“(...) todos os curandeiros eram malditos
sanguessugas que faziam mais mal do que bem...”
Do personagem Bukerel em O físico, de Noah Gordon
Rob
Cole é um órfão inglês que, após a perda dos pais, torna-se um assistente de
curandeiro e deseja vencer a doença. Depois de adulto ouve falar de
uma fabulosa escola de medicina na Pérsia, liderada por Avicena, para onde
viaja a fim de aprender os segredos da cura. O cenário é da Idade Média e está
romanceado em O Físico, de Noah Gordon. Nota-se que o termo físico servia também, à
época, para designar os médicos.
Diego
Rivas é um cirurgião espanhol da Galícia que, após visitar os EUA, toma confiança em realizar operações complexas mediante única mini-incisão
(uniportal). Abraça a técnica operatória, passa a divulgá-la no mundo médico e
ganha devotos. Depois dos 40 anos, comemorados no Brasil, ouve falar da escola
de cirurgia da China e, em pouco tempo, estará num hospital de Shangai, onde
foi aninhado. A intensa prática o levará a se aprimorar e, pouco depois, passa
a ensinar sua técnica, mundo afora.
A
pretensão aqui não é contar, com precisão, tópicos da cirurgia contemporânea, mas
tão somente narrar a grande aventura de um nômade que, dos caminhos de Compostela, segue para o oriente, em época onde
fronteiras estrangeiras fecham-se com trancas de castelo medieval, sabendo-se
que a China de hoje, além da riqueza industrial, tem outra maior que encanta: o
saber.
Da
saga do jovem Rob, vê-se certo paralelo de poucos homens que ainda ousam, nos
dias de hoje, romper fronteiras. Isto nos faz crer que a muralha da China tornou-se
apenas ponto turístico em meio à tênue linha do passado da lembrança da divisão
das estepes. Os chineses de hoje abordam com grande propriedade e leveza a partilha
de ensinamentos, tal como o persa Avicena, personagem de Gordon.
Usando
figuras reais que se tornaram mito - como o próprio Avicena-, Diego procura
desvestir-se de um possível olhar maniqueísta ocidental, para traçar um
panorama da riqueza cultural e social não só da China, mas de outros tantos lugares
que visita – muitas vezes o Brasil –, para mostrar as origens do eterno aprendizado
entre os povos, independente de suas idiossincrasias e tez racial. Isso o possibilita
mesclar sabedoria com abraços fraternos.
Sem
deixar de apontar as origens antropológicas de cada elemento que edifica a
formação do cirurgião moderno, Diego transfere para cada aprendiz de sua
técnica o mesmo olhar com que o sábio Avicena fita Rob Cole, mistura típica de
fascínio que acomete qualquer pessoa que abandona seu húmus e seu modo de
pensar, para se pôr de pé diante de outra sociedade.
No
meio desse caldeirão, o cirurgião-nômade tempera todas as questões filosóficas
e dados históricos com as cores e os cheiros do mundo, deixando os temores de
lado a cada caminhada, sob a epiderme de Rob Cole.
O
nomadismo de Rob e os ensinamentos de Avicena convivem no mesmo paletó de Diego,
que faz de seus périplos pelos quatro cantos um tempo histórico num templo vivo e
presente no imaginário coletivo de seus séquitos, que também passam a visitá-lo
entre a Galícia, seu umbigo, e Shangai, sua Pérsia.
Lembremos
das lendas da Távola Redonda e dos cavaleiros de armadura para nos debruçar sobre
o fervilhante caldeirão cultural no qual os homens d’antanho se fitavam serenamente.

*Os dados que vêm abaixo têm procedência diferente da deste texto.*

//! SortAndCopy (§4.4): rebuild a pak with its keys written in
//! lexicographic order, alongside a CSV manifest of what went in. Used
//! to produce deterministic, diffable pak builds.

use std::path::Path;

use ddc_backend::{Backend, BackendResult};
use tracing::debug;

use crate::read::ReadPak;
use crate::write::WritePak;

/// Read every entry out of `input_path`, write it back in key-sorted
/// order to `output_path`, and drop a `<output_path>.csv` manifest of
/// `asset,size` rows next to it.
pub async fn sort_and_copy(input_path: &Path, output_path: &Path) -> BackendResult<usize> {
    let source = ReadPak::open(input_path)?;
    let mut keys: Vec<_> = source.keys().cloned().collect();
    keys.sort_by(|a, b| a.as_str().cmp(b.as_str()));

    let destination = WritePak::create(output_path)?;
    let mut manifest = String::from("asset,size\n");
    for key in &keys {
        let Some(payload) = source.get(key).await? else {
            continue;
        };
        manifest.push_str(&format!("{},{}\n", key.as_str(), payload.len()));
        destination.put(key, payload, false).await?;
    }
    destination.close().await?;

    let manifest_path = output_path.with_extension("csv");
    tokio::fs::write(&manifest_path, manifest).await?;

    debug!(input = ?input_path, output = ?output_path, entries = keys.len(), "sort-and-copy: done");
    Ok(keys.len())
}
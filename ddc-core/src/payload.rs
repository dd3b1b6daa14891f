//! The opaque byte payload associated with a cache key.

use bytes::Bytes;

/// An opaque byte buffer stored under a [`crate::CacheKey`].
///
/// Empty payloads are invalid at the core boundary: a put of zero bytes
/// is a contract violation, and a get that would yield zero bytes is
/// defined to be a miss rather than a successful empty result.
pub type Payload = Bytes;

/// A payload is well-formed only if it is non-empty.
pub fn is_valid_payload(payload: &[u8]) -> bool {
    !payload.is_empty()
}
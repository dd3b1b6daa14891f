//! The derived data cache orchestrator (§4.6, §4.7): the top-level
//! `Cache` facade, its handle table, and rollup batching, all sitting
//! on top of a backend graph root built by `ddc-config` (or wired up by
//! hand for tests and embedding).
//!
//! This crate makes a deliberate simplification versus the system this
//! specification was distilled from: request lifecycles are plain
//! `async`/`await` futures dispatched onto the Tokio runtime, rather
//! than a hand-rolled, Pin-projected state-machine future type. The
//! public contract (handles, poll/wait/get, rollup semantics) is
//! unchanged; only the internal plumbing is simpler.

pub mod bundle;
pub mod cache;
pub mod error;
pub mod handle_table;
mod metrics;
pub mod rollup;

pub use cache::{BootNotifyFn, Cache};
pub use error::{CacheError, CacheResult};
pub use handle_table::HandleTable;
pub use rollup::Rollup;
//! Rollup batching (§4.6): many async gets collapsed under one synthetic
//! key, falling back to independent per-item gets (with the caller's
//! original handles preserved) when the bundle is missing or corrupt.

use std::sync::Arc;
use std::sync::Mutex;

use ddc_backend::DynBackend;
use ddc_core::{CacheKey, Payload, RequestHandle};
use tracing::debug;

use crate::bundle;
use crate::handle_table::HandleTable;

struct Member {
    key: CacheKey,
    slot: crate::handle_table::ResultSlot,
}

/// A batch of pending gets sharing one synthetic key. Construct with
/// [`Rollup::new`], register members with [`Rollup::add_member`], then
/// call [`Rollup::close`] once; every member's handle then behaves like
/// an ordinary async-get handle on the owning cache's handle table.
pub struct Rollup {
    root: DynBackend,
    handles: Arc<HandleTable>,
    members: Mutex<Vec<Member>>,
}

impl Rollup {
    pub fn new(root: DynBackend, handles: Arc<HandleTable>) -> Self {
        Rollup { root, handles, members: Mutex::new(Vec::new()) }
    }

    /// Register one member and return the handle the caller will later
    /// poll/wait/get exactly like any other async get.
    pub fn add_member(&self, key: CacheKey) -> RequestHandle {
        let (handle, slot) = self.handles.reserve();
        self.members.lock().unwrap().push(Member { key, slot });
        handle
    }

    /// Close the rollup: no further members may be added after this.
    /// Spawns the outer get and, if needed, the per-item fallback; every
    /// member's previously issued handle resolves once its payload (or
    /// miss) is known.
    pub async fn close(self: Arc<Self>) {
        let members = std::mem::take(&mut *self.members.lock().unwrap());
        if members.is_empty() {
            return;
        }

        let mut rollup_key_str = String::from("ROLLUP_");
        for member in &members {
            rollup_key_str.push_str(member.key.as_str());
        }
        let rollup_key = CacheKey::new_unchecked(rollup_key_str);

        let root = self.root.clone();
        tokio::spawn(async move {
            run_rollup(root, rollup_key, members).await;
        });
    }
}

async fn run_rollup(root: DynBackend, rollup_key: CacheKey, members: Vec<Member>) {
    let keys: Vec<CacheKey> = members.iter().map(|m| m.key.clone()).collect();

    let outer = root.get(&rollup_key).await;
    if let Ok(Some(payload)) = &outer {
        if let Some(payloads) = bundle::decode(payload, &keys) {
            debug!(%rollup_key, members = members.len(), "rollup: outer get succeeded");
            for (member, payload) in members.into_iter().zip(payloads) {
                let _ = member.slot.set(Some(payload));
            }
            return;
        }
    }

    // Failure path: corruption, a mismatched bundle, or a plain miss.
    // `force_put_for_corruption` only applies when something was there
    // and failed to parse; a clean miss does not force an overwrite.
    let force_put_for_corruption = matches!(outer, Ok(Some(_)));
    debug!(%rollup_key, force_put_for_corruption, "rollup: falling back to per-item gets");

    let fetches = members.into_iter().map(|member| {
        let root = root.clone();
        async move {
            let payload = root.get(&member.key).await.ok().flatten();
            let _ = member.slot.set(payload.clone());
            (member.key, payload)
        }
    });
    let results = futures::future::join_all(fetches).await;

    if results.iter().any(|(_, payload)| payload.is_none()) {
        debug!(%rollup_key, "rollup: at least one member missing, synthetic bundle not written");
        return;
    }

    let bundle_members: Vec<(CacheKey, Payload)> = results
        .into_iter()
        .map(|(key, payload)| (key, payload.expect("checked above")))
        .collect();
    let bytes = Payload::from(bundle::encode(&bundle_members));
    let _ = root.put(&rollup_key, bytes, force_put_for_corruption).await;
}

#[cfg(test)]
mod tests {
    use super::*;
    use ddc_backend::Backend;
    use ddc_memory::MemoryBackend;

    fn key(s: &str) -> CacheKey {
        CacheKey::new(s).unwrap()
    }

    #[tokio::test]
    async fn all_present_members_yield_their_payloads_via_outer_bundle() {
        let root: DynBackend = Arc::new(MemoryBackend::new(None));
        root.put(&key("K1"), bytes::Bytes::from_static(&[1]), true).await.unwrap();
        root.put(&key("K2"), bytes::Bytes::from_static(&[2]), true).await.unwrap();

        let handles = Arc::new(HandleTable::new());
        let rollup = Arc::new(Rollup::new(root.clone(), handles.clone()));
        let h1 = rollup.add_member(key("K1"));
        let h2 = rollup.add_member(key("K2"));
        rollup.clone().close().await;

        handles.wait(h1).await;
        handles.wait(h2).await;
        assert_eq!(handles.get_async_result(h1).await.as_deref(), Some(&[1][..]));
        assert_eq!(handles.get_async_result(h2).await.as_deref(), Some(&[2][..]));
    }

    #[tokio::test]
    async fn mixed_hits_and_misses_resolve_independently_and_skip_the_synthetic_put() {
        let root: DynBackend = Arc::new(MemoryBackend::new(None));
        root.put(&key("M1"), bytes::Bytes::from_static(&[1]), true).await.unwrap();
        root.put(&key("M3"), bytes::Bytes::from_static(&[3]), true).await.unwrap();

        let handles = Arc::new(HandleTable::new());
        let rollup = Arc::new(Rollup::new(root.clone(), handles.clone()));
        let h1 = rollup.add_member(key("M1"));
        let h2 = rollup.add_member(key("M2"));
        let h3 = rollup.add_member(key("M3"));
        rollup.clone().close().await;

        handles.wait(h1).await;
        handles.wait(h2).await;
        handles.wait(h3).await;
        assert_eq!(handles.get_async_result(h1).await.as_deref(), Some(&[1][..]));
        assert_eq!(handles.get_async_result(h2).await, None);
        assert_eq!(handles.get_async_result(h3).await.as_deref(), Some(&[3][..]));

        let rollup_key = key("ROLLUP_M1M2M3");
        assert!(!root.probably_exists(&rollup_key).await);
    }

    #[tokio::test]
    async fn closing_an_empty_rollup_is_a_no_op() {
        let root: DynBackend = Arc::new(MemoryBackend::new(None));
        let handles = Arc::new(HandleTable::new());
        let rollup = Arc::new(Rollup::new(root, handles));
        rollup.close().await;
    }
}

Depois vieram os diálogos entre Dom Quixote e Sancho, até se chegar aos embaraços
criados, hoje, por aqueles que travam a troca do conhecimento. Diego afugenta
tudo isso, pois é personagem encantado e vivo, que parece sair das páginas da
literatura rútila. É um desses que duvidamos poder existir, mas que convive ao
nosso lado, nestes tempos arredios e de olhares atravessados.
O
Diego de hoje se veste de Rob Cole para sentar na poltrona e
esperar as portas travarem para decolagem. Assim que aterrissa reverte-se em
Avicena e passa a ensinar pela luz da convivência, não importando o que esteja
no foco daquele que busca extirpar, suturar, aliviar ou curar, seja horizonte
amplo ou campo estreito, seja olhar grande ou pequeno.
Roger Normando – Professor de Cirurgia Torácica,
Universidade Federal do Pará, Brasil.